Repository: murray2025
Original paper: Exploring second language learners’ grammaticality judgment performance in relation to task design features (Shiu, Yalçın, & Spada, 2018)
Methods
Power Analysis
G*Power was used to perform a power analysis. The correlation reported in the original study was between untimed auditoy (AGJT) and untimed written (WGJT) was (r=0.86). Table 1 of the original paper gave the mean and standard deviation for the score in the untimed auditory condition (untimed AGJT: mean = 32.27, sd = 5.79) and untimed written condition (untimed WGJT: mean = 39.02, sd = 6.09). From these numbers, the effect size was computed by G*Power to be 2.13.
Using a two-tailed T-test, the sample size required for 95% power with alpha = 0.01 was computed to be 8 (actual power = 0.973). A planned sample of 20 participants was deemed to be conservative.
Planned Sample
Twenty participants were recruited from Prolific. The inclusion criteria specified that participants should speak Mandarin as a first language and English as a second language.
Materials
The original study specified the following stimuli design, “The timed aural GJT (AGJT) consists of 60 items, with 24 targeting the passive construction, 24 targeting the past progressive, and 12 distractors targeting other grammatical features. The passive items vary in terms of length (10-14 syllables, with an average of 11.96 syllables), accuracy (12 grammatical and 12 ungrammatical), and tense (8 present, 8 past, 8 present perfect). The passive items are all simple sentences. The passive items include 12 regular verbs and 12 irregular verbs. The ungrammatical items focus on two types of errors: omitting auxiliary verb be (e.g., Every year, many children reported missing.), and using the bare form of the verb instead of past participle (e.g., The taxi has been park at the airport for three months.). With reference to verb types (regular vs. irregular), the error types of the passive items can be divided into four categories abbreviated as: (a) regular be, (b) regular participle, (c) irregular be, and (d) irregular participle. The 24 past progressive items are also evenly divided between grammatical and ungrammatical sentences. In order to address differences in lexical aspect (Vendler, 1967), 12 items included verbs of accomplishment and 12 included verbs of activity. The length of the past progressive items ranged between 12 and 16 syllables, with an average length of 13.46 syllables. Twelve items are grammatical, while the other 12 are ungrammatical items, targeting two error types: (1) missing auxiliary (e.g. While the girl sitting outside, it started raining), and (2) present auxiliary (e.g., She is reading a book at 4 yesterday afternoon). Sixteen of the past progressive items consist of subordinate clauses that indicate the action taking place at a certain time in the past (e.g., When I met my husband, I was traveling in France.), whereas the rest 8 sentences are simple sentences. The differences between the two target features are taken into consideration in the analysis of the data discussed below.” For the written portion of the test the authors note, “The timed written GJT (WGJT) is virtually identical to the timed aural GJT except it was delivered in the written mode.”

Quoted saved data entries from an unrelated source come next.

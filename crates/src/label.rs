//! The weighted-candidate model of a single label.
//!
//! A [`LabeledString`] splits authored text into the visible label, an optional
//! tab-separated shortcut hint, the accelerator the author asked for (`&` marker)
//! and the accelerator currently assigned. Every visible position carries a
//! desirability score computed once at construction.

use crate::acekey::{fold, UsedSet};
use crate::config::Weights;
use crate::standard::{StandardActionTable, StandardNames};

/// Programmer's-mode marker for an overridden authored accelerator.
/// Parsing turns it back into a plain `&`.
pub const OLD_ACCEL_MARKER: &str = "(&&)";
/// Programmer's-mode marker for a newly assigned accelerator.
/// Parsing removes it entirely.
pub const NEW_ACCEL_MARKER: &str = "(!)&";

#[derive(Debug, Clone, Default)]
pub struct LabeledString {
    original: String,
    text: Vec<char>,
    hint: String,
    requested: Option<usize>,
    assigned: Option<usize>,
    weights: Vec<i32>,
}

impl LabeledString {
    /// Build a label with the default weighting table and the built-in
    /// standard-name table. `None` selects the default initial weight.
    pub fn new(text: &str, initial_weight: Option<i32>) -> Self {
        Self::build(text, initial_weight, &Weights::default(), &StandardActionTable)
    }

    pub fn build(
        text: &str,
        initial_weight: Option<i32>,
        weights: &Weights,
        names: &dyn StandardNames,
    ) -> Self {
        let original = text
            .replacen(OLD_ACCEL_MARKER, "&", 1)
            .replacen(NEW_ACCEL_MARKER, "", 1);

        let (body, hint) = match original.find('\t') {
            Some(p) => (&original[..p], original[p..].to_string()),
            None => (original.as_str(), String::new()),
        };
        let (chars, requested) = strip_accelerator(body);
        let standard = requested.is_some() && names.is_standard(body);
        let initial = initial_weight.unwrap_or(weights.default_weight);
        let weight_table = calculate_weights(&chars, requested, initial, weights, standard);

        LabeledString {
            original,
            text: chars,
            hint,
            requested,
            assigned: requested,
            weights: weight_table,
        }
    }

    /// Visible label: markers resolved, hint dropped.
    pub fn display_text(&self) -> String {
        self.text.iter().collect()
    }

    /// Authored text after marker-token handling, hint included.
    pub fn original(&self) -> &str {
        &self.original
    }

    /// The tab-introduced shortcut hint, tab included, or `""`.
    pub fn hint(&self) -> &str {
        &self.hint
    }

    pub fn len(&self) -> usize {
        self.text.len()
    }

    pub fn is_empty(&self) -> bool {
        self.text.is_empty()
    }

    pub fn requested(&self) -> Option<usize> {
        self.requested
    }

    pub fn assigned(&self) -> Option<usize> {
        self.assigned
    }

    /// Out-of-range positions clear the assignment.
    pub fn set_assigned(&mut self, pos: Option<usize>) {
        self.assigned = pos.filter(|&p| p < self.text.len());
    }

    pub fn weight(&self, pos: usize) -> Option<i32> {
        self.weights.get(pos).copied()
    }

    pub fn weights(&self) -> &[i32] {
        &self.weights
    }

    /// Highest-weighted position whose character is not in `used`.
    /// Returns `(0, None)` when nothing positive is left.
    pub fn max_weight(&self, used: &UsedSet) -> (i32, Option<usize>) {
        let mut max = 0;
        let mut index = None;
        for (pos, &c) in self.text.iter().enumerate() {
            if c == '\0' || used.contains(c) {
                continue;
            }
            if self.weights[pos] > max {
                max = self.weights[pos];
                index = Some(pos);
            }
        }
        (max, index)
    }

    /// Lower-cased character at the assigned position.
    pub fn accelerator(&self) -> Option<char> {
        self.assigned
            .and_then(|p| self.text.get(p))
            .map(|&c| fold(c))
    }

    /// Text to write back onto the element.
    ///
    /// Returns the authored text untouched when the assignment equals the
    /// request. Otherwise the label is re-rendered with a single `&` before the
    /// assigned character, or, in programmer's mode, with [`NEW_ACCEL_MARKER`]
    /// at the new position and [`OLD_ACCEL_MARKER`] at the authored one.
    pub fn accelerated(&self, programmers_mode: bool) -> String {
        if self.assigned == self.requested {
            return self.original.clone();
        }
        let mut out = String::with_capacity(self.original.len() + 2 * NEW_ACCEL_MARKER.len());
        for (pos, &c) in self.text.iter().enumerate() {
            if Some(pos) == self.assigned {
                out.push_str(if programmers_mode { NEW_ACCEL_MARKER } else { "&" });
            } else if programmers_mode && Some(pos) == self.requested {
                out.push_str(OLD_ACCEL_MARKER);
            }
            if c == '&' {
                out.push_str("&&");
            } else {
                out.push(c);
            }
        }
        out.push_str(&self.hint);
        out
    }

    pub fn dump(&self) -> String {
        let marks: Vec<String> = self
            .text
            .iter()
            .zip(self.weights.iter())
            .map(|(c, w)| format!("{c}:{w}"))
            .collect();
        format!(
            "'{}' requested={:?} assigned={:?} [{}]",
            self.display_text(),
            self.requested,
            self.assigned,
            marks.join(" ")
        )
    }
}

impl PartialEq for LabeledString {
    fn eq(&self, other: &Self) -> bool {
        self.text == other.text
            && self.assigned == other.assigned
            && self.requested == other.requested
    }
}

impl Eq for LabeledString {}

// `&&` is a literal ampersand; the first `&` before a printable character is the
// marker. Lone `&` at the end or before a control character stays literal.
fn strip_accelerator(body: &str) -> (Vec<char>, Option<usize>) {
    let mut out = Vec::with_capacity(body.len());
    let mut requested = None;
    let mut chars = body.chars().peekable();
    while let Some(ch) = chars.next() {
        if ch != '&' {
            out.push(ch);
            continue;
        }
        match chars.peek() {
            Some('&') => {
                out.push('&');
                chars.next();
            }
            Some(&next) if requested.is_none() && !next.is_control() => {
                requested = Some(out.len());
            }
            _ => out.push('&'),
        }
    }
    (out, requested)
}

fn calculate_weights(
    text: &[char],
    wanted: Option<usize>,
    initial: i32,
    w: &Weights,
    standard: bool,
) -> Vec<i32> {
    let mut start_of_word = true;
    text.iter()
        .enumerate()
        .map(|(pos, &c)| {
            // weights come from user settings, so every sum saturates
            let mut weight = initial.saturating_add(1);
            if pos == 0 {
                weight = weight.saturating_add(w.first_character);
            }
            if start_of_word {
                weight = weight.saturating_add(w.word_beginning);
                start_of_word = false;
            }
            let p = i32::try_from(pos).unwrap_or(i32::MAX);
            if p < w.positional_span {
                weight = weight.saturating_add(w.positional_span - p);
            }
            if Some(pos) == wanted {
                weight = weight.saturating_add(w.wanted_accel);
                if standard {
                    weight = weight.saturating_add(w.standard_accel);
                }
            }
            if !c.is_alphanumeric() {
                weight = 0;
                start_of_word = true;
            }
            weight
        })
        .collect()
}
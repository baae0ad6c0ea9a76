// Render module split into focused submodules: status box, tree/popup content, modeline.

pub mod decorate;
pub mod full;
pub mod list;
pub mod modeline;
pub mod status;
pub mod styles;
pub mod util;

pub use decorate::{decorate_label, plain_label};
pub use full::render_full;
pub use list::{render_list_content, render_main_content};
pub use modeline::{render_modeline, render_modeline_padded};
pub use status::render_status_block;
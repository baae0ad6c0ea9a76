use crate::ui::model::Model;
use bubbletea_widgets::Viewport;

pub fn handle_update(m: &mut Model, msg: crate::ui::Msg) {
    match msg {
        crate::ui::Msg::WindowSize { width, height } => handle_window_size(m, width, height),
        crate::ui::Msg::Rune(r) => handle_rune(m, r),
        crate::ui::Msg::KeyTab => handle_key_tab(m),
        crate::ui::Msg::KeyEsc => handle_key_esc(m),
        crate::ui::Msg::KeyDown => handle_key_down(m),
        crate::ui::Msg::KeyUp => handle_key_up(m),
        crate::ui::Msg::ToggleMode => handle_toggle_mode(m),
    }
    m.sync_viewport();
}

fn total_pages(m: &Model) -> usize {
    let lines = m.lines().len();
    if m.per_page == 0 || lines == 0 {
        1
    } else {
        lines.div_ceil(m.per_page)
    }
}

fn handle_window_size(m: &mut Model, width: usize, height: usize) {
    m.screen_width = width;
    m.per_page = height.saturating_sub(crate::ui::model::RESERVED_LINES);
    m.vp = Viewport::new(m.screen_width, m.per_page);
    if m.page >= total_pages(m) {
        m.page = 0;
    }
}

fn handle_rune(m: &mut Model, r: char) {
    if !r.is_alphanumeric() {
        return;
    }
    m.activate(r);
}

fn handle_key_tab(m: &mut Model) {
    match m.first_tabs() {
        Some((owner, active, count)) => {
            let next = (active + 1) % count;
            m.switch_tab(&owner, next);
        }
        None => m.status = "no tab widget".to_string(),
    }
}

fn handle_key_esc(m: &mut Model) {
    if m.close_menu() {
        m.status = match m.popups.last() {
            Some(id) => format!("back to {id}"),
            None => "menu closed".to_string(),
        };
    }
}

fn handle_key_down(m: &mut Model) {
    if m.page + 1 < total_pages(m) {
        m.page += 1;
    }
}

fn handle_key_up(m: &mut Model) {
    m.page = m.page.saturating_sub(1);
}

fn handle_toggle_mode(m: &mut Model) {
    m.toggle_programmers_mode();
}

For the replication study, a chatGPT website (GPT-5.1) was used to create sentences similar to those described in the original paper. Example prompts are shown in figure TBD. A separate prompt was used for each group of sentences listed in table TBD. From the 20 sentences generated for each group, the replication author selected 8, ensuring that both regular and irregular verbs were represented. The author made 4 of these sentences ungrammatical by applying the error categories described in the original paper. This procedure was repeated for each tense in the passive voice (past, present, and future) and then for simple and complex sentences in the past progressive tense. After generating, selecting, and editing the target sentences, the author reviewed the stimuli list as a whole to ensure that verbs and subjects were not repeated.
The original paper did not describe the 12 distractor sentences, so the replication author used chatGPT prompts to make 6 active simple sentences (2 each for past, present, and future tense), 2 complex sentences with an introductory subordinate clause and an active past tense main clause, 2 complex sentences with an active past tense main clause and an embedded relative clause, and 2 simple sentences in the progressive present tense. The original paper did not say whether or not the distractors included ungrammatical sentences. The replication author chose to make one sentence in each pair of distractors ungrammatical.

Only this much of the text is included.